ASmooth

class gammapy.image.ASmooth(kernel=<class 'astropy.convolution.kernels.Gaussian2DKernel'>, method='simple', threshold=5, scales=None)[source]

Bases: object

Adaptively smooth counts image.

Achieves a roughly constant significance of features across the whole image.

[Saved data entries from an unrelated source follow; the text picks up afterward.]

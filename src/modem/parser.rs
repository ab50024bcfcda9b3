//! Pure parsers for EC25 AT command responses.
//!
//! Every function here takes the raw text returned by the modem (echo, blank
//! lines and the trailing `OK` included) and returns a typed value, or `None`
//! when the expected `+XXX:` line is missing or malformed. Nothing in this
//! module touches the serial port.

use std::fmt;

use serde::Serialize;

/// Radio access technology as reported in the last field of `+COPS`.
#[derive(Debug, Clone, Copy, PartialEq, Eq, Serialize)]
pub enum AccessTechnology {
    Gsm,
    Utran,
    Lte,
    NbIot,
    Unknown(u8),
}

impl AccessTechnology {
    /// Map a 3GPP TS 27.007 `<AcT>` code, using the Quectel meaning for 8/9.
    pub fn from_code(code: u8) -> Self {
        match code {
            0 | 1 | 3 => AccessTechnology::Gsm,
            2 | 4 | 5 | 6 => AccessTechnology::Utran,
            7 | 8 => AccessTechnology::Lte,
            9 => AccessTechnology::NbIot,
            other => AccessTechnology::Unknown(other),
        }
    }
}

impl fmt::Display for AccessTechnology {
    fn fmt(&self, f: &mut fmt::Formatter<'_>) -> fmt::Result {
        match self {
            AccessTechnology::Gsm => f.write_str("GSM"),
            AccessTechnology::Utran => f.write_str("UTRAN"),
            AccessTechnology::Lte => f.write_str("LTE"),
            AccessTechnology::NbIot => f.write_str("NB-IoT"),
            AccessTechnology::Unknown(code) => write!(f, "unknown ({code})"),
        }
    }
}

/// Network registration state shared by `+CREG` and `+CEREG`.
#[derive(Debug, Clone, Copy, PartialEq, Eq, Serialize)]
pub enum RegistrationStatus {
    NotRegistered,
    Registered,
    Searching,
    Denied,
    Unknown,
    Roaming,
    /// Any code outside the 0..=5 table, kept so it can still be displayed.
    Other(u32),
}

impl RegistrationStatus {
    pub fn from_code(code: u32) -> Self {
        match code {
            0 => RegistrationStatus::NotRegistered,
            1 => RegistrationStatus::Registered,
            2 => RegistrationStatus::Searching,
            3 => RegistrationStatus::Denied,
            4 => RegistrationStatus::Unknown,
            5 => RegistrationStatus::Roaming,
            other => RegistrationStatus::Other(other),
        }
    }
}

impl fmt::Display for RegistrationStatus {
    fn fmt(&self, f: &mut fmt::Formatter<'_>) -> fmt::Result {
        match self {
            RegistrationStatus::NotRegistered => f.write_str("Not registered"),
            RegistrationStatus::Registered => f.write_str("Registered"),
            RegistrationStatus::Searching => f.write_str("Searching"),
            RegistrationStatus::Denied => f.write_str("Denied"),
            RegistrationStatus::Unknown => f.write_str("Unknown"),
            RegistrationStatus::Roaming => f.write_str("Roaming"),
            RegistrationStatus::Other(code) => write!(f, "status {code}"),
        }
    }
}

/// Which registration command produced a [`Registration`].
#[derive(Debug, Clone, Copy, PartialEq, Eq, Serialize)]
pub enum RegistrationDomain {
    /// `+CREG`
    Circuit,
    /// `+CEREG` (EPS / LTE)
    Packet,
}

#[derive(Debug, Clone, Copy, PartialEq, Eq)]
pub struct Registration {
    pub domain: RegistrationDomain,
    pub status: RegistrationStatus,
}

/// SIM state from `+CPIN`.
#[derive(Debug, Clone, PartialEq, Eq, Serialize)]
pub enum SimStatus {
    Ready,
    PinRequired,
    PukRequired,
    /// Unrecognised token, passed through verbatim (e.g. `PH-SIM PIN`).
    Other(String),
}

impl fmt::Display for SimStatus {
    fn fmt(&self, f: &mut fmt::Formatter<'_>) -> fmt::Result {
        match self {
            SimStatus::Ready => f.write_str("READY"),
            SimStatus::PinRequired => f.write_str("SIM PIN"),
            SimStatus::PukRequired => f.write_str("SIM PUK"),
            SimStatus::Other(token) => f.write_str(token),
        }
    }
}

/// `+CSQ: <rssi>,<ber>`
#[derive(Debug, Clone, Copy, PartialEq, Eq)]
pub struct Csq {
    pub rssi: u8,
    pub ber: u8,
}

impl Csq {
    /// RSSI sentinel for "not known or not detectable".
    pub const NO_SIGNAL: u8 = 99;

    /// Received power in dBm. Only defined for rssi 0..=30; 31 is an open
    /// ended bucket and 99 means no signal, so both yield `None`.
    pub fn dbm(&self) -> Option<i32> {
        if self.rssi <= 30 {
            Some(-113 + 2 * i32::from(self.rssi))
        } else {
            None
        }
    }

    pub fn has_signal(&self) -> bool {
        self.rssi != Self::NO_SIGNAL
    }

    /// Dashboard form: `20/31 (-73 dBm)`.
    pub fn summary(&self) -> String {
        if !self.has_signal() {
            return "no signal".to_string();
        }
        match self.dbm() {
            Some(dbm) => format!("{}/31 ({} dBm)", self.rssi, dbm),
            None => format!("{}/31 (unknown)", self.rssi),
        }
    }
}

/// `+QCSQ: "<sysmode>",<value1>,...` (Quectel extension).
///
/// For LTE the values are rssi, rsrp, sinr, rsrq in that order. For other
/// technologies only the leading ones are present.
#[derive(Debug, Clone, PartialEq, Eq)]
pub struct Qcsq {
    pub technology: String,
    pub rssi: Option<i32>,
    pub rsrp: Option<i32>,
    pub sinr: Option<i32>,
    pub rsrq: Option<i32>,
}

impl Qcsq {
    pub fn is_lte(&self) -> bool {
        self.technology.contains("LTE") || self.technology.contains("CAT")
    }

    pub fn summary(&self) -> String {
        if self.is_lte() {
            if let (Some(rsrp), Some(rsrq), Some(sinr)) = (self.rsrp, self.rsrq, self.sinr) {
                return format!(
                    "{} | RSRP {}dBm | RSRQ {}dB | SINR {}dB",
                    self.technology, rsrp, rsrq, sinr
                );
            }
        }
        match self.rssi {
            Some(rssi) => format!("{} | RSSI {}dBm", self.technology, rssi),
            None => self.technology.clone(),
        }
    }
}

/// `+COPS: <mode>[,<format>,"<oper>"[,<AcT>]]`
#[derive(Debug, Clone, PartialEq, Eq)]
pub struct Operator {
    pub name: Option<String>,
    pub technology: Option<AccessTechnology>,
}

/// `+QNWINFO: "<Act>","<oper>","<band>",<channel>`
#[derive(Debug, Clone, PartialEq, Eq)]
pub struct ServingNetwork {
    pub technology: String,
    pub operator_code: Option<String>,
    pub band: Option<String>,
    pub channel: Option<u32>,
}

impl ServingNetwork {
    pub fn summary(&self) -> String {
        match &self.band {
            Some(band) => format!("{} {}", self.technology, band),
            None => self.technology.clone(),
        }
    }
}

/// Return the payload after `prefix` on the first line that carries it.
fn payload<'a>(response: &'a str, prefix: &str) -> Option<&'a str> {
    response
        .lines()
        .find_map(|line| line.trim().strip_prefix(prefix))
        .map(str::trim)
}

/// Split a comma separated AT payload, honouring double quotes so that an
/// operator name like `"AT&T, Inc"` stays a single field. Quotes are removed.
fn split_fields(payload: &str) -> Vec<String> {
    let mut fields = Vec::new();
    let mut current = String::new();
    let mut quoted = false;
    for ch in payload.chars() {
        match ch {
            '"' => quoted = !quoted,
            ',' if !quoted => {
                fields.push(current.trim().to_string());
                current.clear();
            }
            c => current.push(c),
        }
    }
    fields.push(current.trim().to_string());
    fields
}

fn opt_field(fields: &[String], idx: usize) -> Option<String> {
    fields
        .get(idx)
        .filter(|f| !f.is_empty() && f.as_str() != "-")
        .cloned()
}

pub fn parse_csq(response: &str) -> Option<Csq> {
    let fields = split_fields(payload(response, "+CSQ:")?);
    let rssi = fields.first()?.parse().ok()?;
    let ber = fields.get(1)?.parse().ok()?;
    Some(Csq { rssi, ber })
}

pub fn parse_qcsq(response: &str) -> Option<Qcsq> {
    let fields = split_fields(payload(response, "+QCSQ:")?);
    let technology = fields.first().filter(|t| !t.is_empty())?.clone();
    let value = |idx: usize| fields.get(idx).and_then(|v| v.parse::<i32>().ok());
    Some(Qcsq {
        technology,
        rssi: value(1),
        rsrp: value(2),
        sinr: value(3),
        rsrq: value(4),
    })
}

pub fn parse_cops(response: &str) -> Option<Operator> {
    let fields = split_fields(payload(response, "+COPS:")?);
    // mode must be numeric, otherwise this is not a read response
    fields.first()?.parse::<u8>().ok()?;
    Some(Operator {
        name: opt_field(&fields, 2),
        technology: fields
            .get(3)
            .and_then(|code| code.parse::<u8>().ok())
            .map(AccessTechnology::from_code),
    })
}

pub fn parse_qnwinfo(response: &str) -> Option<ServingNetwork> {
    let fields = split_fields(payload(response, "+QNWINFO:")?);
    let technology = fields.first().filter(|t| !t.is_empty())?.clone();
    Some(ServingNetwork {
        technology,
        operator_code: opt_field(&fields, 1),
        band: opt_field(&fields, 2),
        channel: fields.get(3).and_then(|c| c.parse().ok()),
    })
}

/// Parse either `+CREG:` or `+CEREG:`. Read responses carry `<n>,<stat>`
/// while unsolicited ones carry `<stat>` alone; both are accepted.
pub fn parse_registration(response: &str) -> Option<Registration> {
    let (domain, body) = if let Some(body) = payload(response, "+CEREG:") {
        (RegistrationDomain::Packet, body)
    } else {
        (RegistrationDomain::Circuit, payload(response, "+CREG:")?)
    };
    let fields = split_fields(body);
    let stat = if fields.len() >= 2 {
        &fields[1]
    } else {
        fields.first()?
    };
    let code = stat.parse::<u32>().ok()?;
    Some(Registration {
        domain,
        status: RegistrationStatus::from_code(code),
    })
}

pub fn parse_cpin(response: &str) -> Option<SimStatus> {
    let token = payload(response, "+CPIN:")?;
    if token.is_empty() {
        return None;
    }
    Some(match token {
        "READY" => SimStatus::Ready,
        "SIM PIN" => SimStatus::PinRequired,
        "SIM PUK" => SimStatus::PukRequired,
        other => SimStatus::Other(other.to_string()),
    })
}

#[cfg(test)]
mod tests {
    use super::*;

    #[test]
    fn csq_dbm_follows_formula_for_valid_range() {
        for rssi in 0..=30u8 {
            let csq = parse_csq(&format!("AT+CSQ\r\n+CSQ: {rssi},99\r\n\r\nOK\r\n")).unwrap();
            assert_eq!(csq.dbm(), Some(-113 + 2 * i32::from(rssi)));
        }
    }

    #[test]
    fn csq_dbm_unknown_for_31_and_sentinel() {
        let csq = parse_csq("+CSQ: 31,0\r\nOK").unwrap();
        assert_eq!(csq.dbm(), None);
        assert_eq!(csq.summary(), "31/31 (unknown)");

        let none = parse_csq("+CSQ: 99,99\r\nOK").unwrap();
        assert_eq!(none.dbm(), None);
        assert!(!none.has_signal());
        assert_eq!(none.summary(), "no signal");
    }

    #[test]
    fn csq_rejects_garbage() {
        assert_eq!(parse_csq(""), None);
        assert_eq!(parse_csq("ERROR"), None);
        assert_eq!(parse_csq("+CSQ: ab,cd\r\nOK"), None);
        assert_eq!(parse_csq("+CSQ: 12"), None);
    }

    #[test]
    fn csq_summary_matches_dashboard_format() {
        let csq = parse_csq("+CSQ: 20,99\r\nOK\r\n").unwrap();
        assert_eq!(csq.summary(), "20/31 (-73 dBm)");
    }

    #[test]
    fn qcsq_lte_fields_in_modem_order() {
        let q = parse_qcsq("+QCSQ: \"LTE\",-70,-95,10,-12\r\nOK\r\n").unwrap();
        assert_eq!(q.technology, "LTE");
        assert_eq!(q.rssi, Some(-70));
        assert_eq!(q.rsrp, Some(-95));
        assert_eq!(q.sinr, Some(10));
        assert_eq!(q.rsrq, Some(-12));
        assert_eq!(q.summary(), "LTE | RSRP -95dBm | RSRQ -12dB | SINR 10dB");
    }

    #[test]
    fn qcsq_noservice_and_gsm() {
        let q = parse_qcsq("+QCSQ: \"NOSERVICE\"\r\nOK").unwrap();
        assert_eq!(q.summary(), "NOSERVICE");
        assert_eq!(q.rsrp, None);

        let gsm = parse_qcsq("+QCSQ: \"GSM\",-69\r\nOK").unwrap();
        assert_eq!(gsm.summary(), "GSM | RSSI -69dBm");
    }

    #[test]
    fn cops_operator_and_technology() {
        let op = parse_cops("+COPS: 0,0,\"Movistar\",7\r\nOK").unwrap();
        assert_eq!(op.name.as_deref(), Some("Movistar"));
        assert_eq!(op.technology, Some(AccessTechnology::Lte));

        let unregistered = parse_cops("+COPS: 0\r\nOK").unwrap();
        assert_eq!(unregistered.name, None);
        assert_eq!(unregistered.technology, None);

        let odd = parse_cops("+COPS: 0,0,\"AT&T, Inc\",42").unwrap();
        assert_eq!(odd.name.as_deref(), Some("AT&T, Inc"));
        assert_eq!(odd.technology, Some(AccessTechnology::Unknown(42)));
    }

    #[test]
    fn access_technology_codes() {
        assert_eq!(AccessTechnology::from_code(0), AccessTechnology::Gsm);
        assert_eq!(AccessTechnology::from_code(2), AccessTechnology::Utran);
        assert_eq!(AccessTechnology::from_code(7), AccessTechnology::Lte);
        assert_eq!(AccessTechnology::from_code(9), AccessTechnology::NbIot);
        assert_eq!(AccessTechnology::from_code(9).to_string(), "NB-IoT");
    }

    #[test]
    fn qnwinfo_tech_band_channel() {
        let n = parse_qnwinfo("+QNWINFO: \"FDD LTE\",\"46001\",\"LTE BAND 3\",1650\r\nOK").unwrap();
        assert_eq!(n.technology, "FDD LTE");
        assert_eq!(n.operator_code.as_deref(), Some("46001"));
        assert_eq!(n.band.as_deref(), Some("LTE BAND 3"));
        assert_eq!(n.channel, Some(1650));
        assert_eq!(n.summary(), "FDD LTE LTE BAND 3");

        assert_eq!(parse_qnwinfo("+QNWINFO: \"\"\r\nOK"), None);
    }

    #[test]
    fn registration_prefers_stat_field() {
        let cereg = parse_registration("+CEREG: 2,1\r\nOK").unwrap();
        assert_eq!(cereg.domain, RegistrationDomain::Packet);
        assert_eq!(cereg.status.to_string(), "Registered");

        let creg = parse_registration("+CREG: 0,5\r\nOK").unwrap();
        assert_eq!(creg.domain, RegistrationDomain::Circuit);
        assert_eq!(creg.status.to_string(), "Roaming");

        let urc = parse_registration("+CREG: 2").unwrap();
        assert_eq!(urc.status, RegistrationStatus::Searching);
    }

    #[test]
    fn registration_unknown_code_falls_back_to_literal() {
        let r = parse_registration("+CEREG: 0,11\r\nOK").unwrap();
        assert_eq!(r.status, RegistrationStatus::Other(11));
        assert!(r.status.to_string().contains("11"));
        let wide = parse_registration("+CEREG: 0,300\r\nOK").unwrap();
        assert_eq!(wide.status.to_string(), "status 300");
        assert_eq!(parse_registration("+CREG: x,y"), None);
    }

    #[test]
    fn cpin_tokens() {
        assert_eq!(parse_cpin("+CPIN: READY\r\nOK"), Some(SimStatus::Ready));
        assert_eq!(parse_cpin("+CPIN: SIM PIN\r\nOK"), Some(SimStatus::PinRequired));
        assert_eq!(parse_cpin("+CPIN: SIM PUK\r\nOK"), Some(SimStatus::PukRequired));
        let other = parse_cpin("+CPIN: PH-SIM PIN\r\nOK").unwrap();
        assert_eq!(other.to_string(), "PH-SIM PIN");
        assert_eq!(parse_cpin("+CME ERROR: 10"), None);
    }
}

Algorithm based on http://adsabs.harvard.edu/abs/2006MNRAS.368…65E

The algorithm was slightly adapted to also allow Li & Ma and TS to estimate the significance of a feature in the image.

Parameters:

kernel : astropy.convolution.Kernel

Smoothing kernel.

method : {‘simple’, ‘asmooth’, ‘lima’}

Significance estimation method.

threshold : float

Significance threshold.

scales : Quantity

Smoothing scales.

Methods Summary

kernels(image) Ring kernels according to the specified method.
run(images) Run image smoothing.

Methods Documentation

kernels(image)[source]

Ring kernels according to the specified method.

Parameters:

image : SkyImage

Sky image specifying the WCS information.

Returns:

kernels : list

List of Kernel

run(images)[source]

Run image smoothing.

Parameters:

images : SkyImageList

List of input sky images.

Returns:

smoothed : SkyImageList

List of smoothed sky images containing:
  • ‘counts’
  • ‘background’
  • ‘flux’ (optional)
  • ‘scales’
  • ‘significance’.